Exercise goal: Repeat the data. Keep each line identical.

┏━━

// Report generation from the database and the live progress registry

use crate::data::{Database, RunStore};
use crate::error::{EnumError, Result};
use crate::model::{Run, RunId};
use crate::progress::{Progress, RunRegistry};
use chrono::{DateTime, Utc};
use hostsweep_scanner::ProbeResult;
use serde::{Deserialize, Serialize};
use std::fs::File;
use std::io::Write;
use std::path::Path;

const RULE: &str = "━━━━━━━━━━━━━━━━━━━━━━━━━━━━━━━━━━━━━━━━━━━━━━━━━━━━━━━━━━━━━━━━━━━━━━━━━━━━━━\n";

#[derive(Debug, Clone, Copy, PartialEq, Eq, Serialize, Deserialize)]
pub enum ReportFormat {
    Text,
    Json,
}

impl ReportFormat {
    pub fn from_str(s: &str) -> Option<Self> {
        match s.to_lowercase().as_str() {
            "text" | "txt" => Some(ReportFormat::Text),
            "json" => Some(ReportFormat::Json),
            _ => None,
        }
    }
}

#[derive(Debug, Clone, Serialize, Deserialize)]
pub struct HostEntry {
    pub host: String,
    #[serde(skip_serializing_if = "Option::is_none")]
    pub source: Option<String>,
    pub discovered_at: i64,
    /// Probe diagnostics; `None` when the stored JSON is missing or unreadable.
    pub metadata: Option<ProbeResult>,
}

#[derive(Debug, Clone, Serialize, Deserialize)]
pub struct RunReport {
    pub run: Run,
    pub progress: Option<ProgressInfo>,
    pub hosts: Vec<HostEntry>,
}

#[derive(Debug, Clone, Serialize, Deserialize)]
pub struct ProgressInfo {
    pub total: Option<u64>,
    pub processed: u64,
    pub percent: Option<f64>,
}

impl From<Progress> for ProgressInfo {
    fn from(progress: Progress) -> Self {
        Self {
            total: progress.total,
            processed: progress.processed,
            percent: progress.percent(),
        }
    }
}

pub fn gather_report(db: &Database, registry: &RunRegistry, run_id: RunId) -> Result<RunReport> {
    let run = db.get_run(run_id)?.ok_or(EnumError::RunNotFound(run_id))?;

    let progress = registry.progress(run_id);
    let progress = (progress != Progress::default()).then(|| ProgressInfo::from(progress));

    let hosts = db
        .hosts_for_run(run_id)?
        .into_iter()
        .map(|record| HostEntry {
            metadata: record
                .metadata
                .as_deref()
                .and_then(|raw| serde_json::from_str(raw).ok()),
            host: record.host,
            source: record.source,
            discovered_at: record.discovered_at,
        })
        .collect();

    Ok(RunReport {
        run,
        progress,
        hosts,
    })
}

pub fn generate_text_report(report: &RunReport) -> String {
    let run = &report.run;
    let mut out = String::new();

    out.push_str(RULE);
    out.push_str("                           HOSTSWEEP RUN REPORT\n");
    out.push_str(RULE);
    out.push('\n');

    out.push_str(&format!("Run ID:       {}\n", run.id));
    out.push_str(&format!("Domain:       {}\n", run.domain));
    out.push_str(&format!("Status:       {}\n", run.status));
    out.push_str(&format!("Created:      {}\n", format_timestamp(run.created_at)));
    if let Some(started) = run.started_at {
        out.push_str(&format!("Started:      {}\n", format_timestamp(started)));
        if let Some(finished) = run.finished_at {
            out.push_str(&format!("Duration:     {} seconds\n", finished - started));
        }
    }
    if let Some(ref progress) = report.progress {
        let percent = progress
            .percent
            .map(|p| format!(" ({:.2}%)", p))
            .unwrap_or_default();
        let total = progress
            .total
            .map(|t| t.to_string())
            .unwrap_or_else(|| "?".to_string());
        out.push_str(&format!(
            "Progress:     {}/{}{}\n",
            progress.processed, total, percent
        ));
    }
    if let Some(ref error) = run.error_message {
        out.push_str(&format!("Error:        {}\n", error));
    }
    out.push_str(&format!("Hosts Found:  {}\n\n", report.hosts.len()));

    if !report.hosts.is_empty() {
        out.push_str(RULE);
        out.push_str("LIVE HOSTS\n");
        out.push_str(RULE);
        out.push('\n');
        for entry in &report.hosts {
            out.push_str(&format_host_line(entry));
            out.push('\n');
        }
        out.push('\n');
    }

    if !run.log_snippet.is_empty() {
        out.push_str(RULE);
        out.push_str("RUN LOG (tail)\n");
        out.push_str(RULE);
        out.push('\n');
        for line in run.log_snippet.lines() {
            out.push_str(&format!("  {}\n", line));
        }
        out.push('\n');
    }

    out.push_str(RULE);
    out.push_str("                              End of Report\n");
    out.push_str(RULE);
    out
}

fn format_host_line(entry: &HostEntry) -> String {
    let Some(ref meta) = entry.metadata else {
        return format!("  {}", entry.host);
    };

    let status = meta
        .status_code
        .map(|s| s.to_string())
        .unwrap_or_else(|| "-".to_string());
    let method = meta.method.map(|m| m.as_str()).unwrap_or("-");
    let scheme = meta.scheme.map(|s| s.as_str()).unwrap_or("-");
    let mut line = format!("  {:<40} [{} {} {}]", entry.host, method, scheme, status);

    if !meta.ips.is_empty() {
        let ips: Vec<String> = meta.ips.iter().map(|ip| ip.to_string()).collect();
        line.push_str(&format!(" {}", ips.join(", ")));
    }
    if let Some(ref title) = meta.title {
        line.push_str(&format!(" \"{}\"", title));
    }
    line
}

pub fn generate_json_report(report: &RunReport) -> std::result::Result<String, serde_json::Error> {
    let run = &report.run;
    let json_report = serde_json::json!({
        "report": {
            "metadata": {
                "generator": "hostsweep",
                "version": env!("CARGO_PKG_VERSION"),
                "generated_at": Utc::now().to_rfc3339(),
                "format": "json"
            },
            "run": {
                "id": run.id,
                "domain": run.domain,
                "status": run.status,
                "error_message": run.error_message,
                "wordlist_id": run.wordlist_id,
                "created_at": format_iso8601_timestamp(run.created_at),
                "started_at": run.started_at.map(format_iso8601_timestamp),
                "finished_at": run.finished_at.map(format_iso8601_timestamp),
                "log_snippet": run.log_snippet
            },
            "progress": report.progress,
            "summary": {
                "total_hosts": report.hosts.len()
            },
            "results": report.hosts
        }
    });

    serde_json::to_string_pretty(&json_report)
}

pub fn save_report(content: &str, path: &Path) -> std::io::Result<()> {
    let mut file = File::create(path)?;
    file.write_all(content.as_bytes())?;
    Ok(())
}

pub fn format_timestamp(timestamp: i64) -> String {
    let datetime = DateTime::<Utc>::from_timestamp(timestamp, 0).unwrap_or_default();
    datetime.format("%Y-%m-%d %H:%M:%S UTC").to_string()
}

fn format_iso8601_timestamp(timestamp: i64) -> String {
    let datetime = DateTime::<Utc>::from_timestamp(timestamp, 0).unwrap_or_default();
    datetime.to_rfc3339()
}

┗━━

Answer space:
// Report generation from the database and the live progress registry

use crate::data::{Database, RunStore};
use crate::error::{EnumError, Result};
use crate::model::{Run, RunId};
use crate::progress::{Progress, RunRegistry};
use chrono::{DateTime, Utc};
use hostsweep_scanner::ProbeResult;
use serde::{Deserialize, Serialize};
use std::fs::File;
use std::io::Write;
use std::path::Path;

const RULE: &str = "━━━━━━━━━━━━━━━━━━━━━━━━━━━━━━━━━━━━━━━━━━━━━━━━━━━━━━━━━━━━━━━━━━━━━━━━━━━━━━\n";

#[derive(Debug, Clone, Copy, PartialEq, Eq, Serialize, Deserialize)]
pub enum ReportFormat {
    Text,
    Json,
}

impl ReportFormat {
    pub fn from_str(s: &str) -> Option<Self> {
        match s.to_lowercase().as_str() {
            "text" | "txt" => Some(ReportFormat::Text),
            "json" => Some(ReportFormat::Json),
            _ => None,
        }
    }
}

#[derive(Debug, Clone, Serialize, Deserialize)]
pub struct HostEntry {
    pub host: String,
    #[serde(skip_serializing_if = "Option::is_none")]
    pub source: Option<String>,
    pub discovered_at: i64,
    /// Probe diagnostics; `None` when the stored JSON is missing or unreadable.
    pub metadata: Option<ProbeResult>,
}

#[derive(Debug, Clone, Serialize, Deserialize)]
pub struct RunReport {
    pub run: Run,
    pub progress: Option<ProgressInfo>,
    pub hosts: Vec<HostEntry>,
}

#[derive(Debug, Clone, Serialize, Deserialize)]
pub struct ProgressInfo {
    pub total: Option<u64>,
    pub processed: u64,
    pub percent: Option<f64>,
}

impl From<Progress> for ProgressInfo {
    fn from(progress: Progress) -> Self {
        Self {
            total: progress.total,
            processed: progress.processed,
            percent: progress.percent(),
        }
    }
}

pub fn gather_report(db: &Database, registry: &RunRegistry, run_id: RunId) -> Result<RunReport> {
    let run = db.get_run(run_id)?.ok_or(EnumError::RunNotFound(run_id))?;

    let progress = registry.progress(run_id);
    let progress = (progress != Progress::default()).then(|| ProgressInfo::from(progress));

    let hosts = db
        .hosts_for_run(run_id)?
        .into_iter()
        .map(|record| HostEntry {
            metadata: record
                .metadata
                .as_deref()
                .and_then(|raw| serde_json::from_str(raw).ok()),
            host: record.host,
            source: record.source,
            discovered_at: record.discovered_at,
        })
        .collect();

    Ok(RunReport {
        run,
        progress,
        hosts,
    })
}

pub fn generate_text_report(report: &RunReport) -> String {
    let run = &report.run;
    let mut out = String::new();

    out.push_str(RULE);
    out.push_str("                           HOSTSWEEP RUN REPORT\n");
    out.push_str(RULE);
    out.push('\n');

    out.push_str(&format!("Run ID:       {}\n", run.id));
    out.push_str(&format!("Domain:       {}\n", run.domain));
    out.push_str(&format!("Status:       {}\n", run.status));
    out.push_str(&format!("Created:      {}\n", format_timestamp(run.created_at)));
    if let Some(started) = run.started_at {
        out.push_str(&format!("Started:      {}\n", format_timestamp(started)));
        if let Some(finished) = run.finished_at {
            out.push_str(&format!("Duration:     {} seconds\n", finished - started));
        }
    }
    if let Some(ref progress) = report.progress {
        let percent = progress
            .percent
            .map(|p| format!(" ({:.2}%)", p))
            .unwrap_or_default();
        let total = progress
            .total
            .map(|t| t.to_string())
            .unwrap_or_else(|| "?".to_string());
        out.push_str(&format!(
            "Progress:     {}/{}{}\n",
            progress.processed, total, percent
        ));
    }
    if let Some(ref error) = run.error_message {
        out.push_str(&format!("Error:        {}\n", error));
    }
    out.push_str(&format!("Hosts Found:  {}\n\n", report.hosts.len()));

    if !report.hosts.is_empty() {
        out.push_str(RULE);
        out.push_str("LIVE HOSTS\n");
        out.push_str(RULE);
        out.push('\n');
        for entry in &report.hosts {
            out.push_str(&format_host_line(entry));
            out.push('\n');
        }
        out.push('\n');
    }

    if !run.log_snippet.is_empty() {
        out.push_str(RULE);
        out.push_str("RUN LOG (tail)\n");
        out.push_str(RULE);
        out.push('\n');
        for line in run.log_snippet.lines() {
            out.push_str(&format!("  {}\n", line));
        }
        out.push('\n');
    }

    out.push_str(RULE);
    out.push_str("                              End of Report\n");
    out.push_str(RULE);
    out
}

fn format_host_line(entry: &HostEntry) -> String {
    let Some(ref meta) = entry.metadata else {
        return format!("  {}", entry.host);
    };

    let status = meta
        .status_code
        .map(|s| s.to_string())
        .unwrap_or_else(|| "-".to_string());
    let method = meta.method.map(|m| m.as_str()).unwrap_or("-");
    let scheme = meta.scheme.map(|s| s.as_str()).unwrap_or("-");
    let mut line = format!("  {:<40} [{} {} {}]", entry.host, method, scheme, status);

    if !meta.ips.is_empty() {
        let ips: Vec<String> = meta.ips.iter().map(|ip| ip.to_string()).collect();
        line.push_str(&format!(" {}", ips.join(", ")));
    }
    if let Some(ref title) = meta.title {
        line.push_str(&format!(" \"{}\"", title));
    }
    line
}

pub fn generate_json_report(report: &RunReport) -> std::result::Result<String, serde_json::Error> {
    let run = &report.run;
    let json_report = serde_json::json!({
        "report": {
            "metadata": {
                "generator": "hostsweep",
                "version": env!("CARGO_PKG_VERSION"),
                "generated_at": Utc::now().to_rfc3339(),
                "format": "json"
            },
            "run": {
                "id": run.id,
                "domain": run.domain,
                "status": run.status,
                "error_message": run.error_message,
                "wordlist_id": run.wordlist_id,
                "created_at": format_iso8601_timestamp(run.created_at),
                "started_at": run.started_at.map(format_iso8601_timestamp),
                "finished_at": run.finished_at.map(format_iso8601_timestamp),
                "log_snippet": run.log_snippet
            },
            "progress": report.progress,
            "summary": {
                "total_hosts": report.hosts.len()
            },
            "results": report.hosts
        }
    });

    serde_json::to_string_pretty(&json_report)
}

pub fn save_report(content: &str, path: &Path) -> std::io::Result<()> {
    let mut file = File::create(path)?;
    file.write_all(content.as_bytes())?;
    Ok(())
}

pub fn format_timestamp(timestamp: i64) -> String {
    let datetime = DateTime::<Utc>::from_timestamp(timestamp, 0).unwrap_or_default();
    datetime.format("%Y-%m-%d %H:%M:%S UTC").to_string()
}

fn format_iso8601_timestamp(timestamp: i64) -> String {
    let datetime = DateTime::<Utc>::from_timestamp(timestamp, 0).unwrap_or_default();
    datetime.to_rfc3339()
}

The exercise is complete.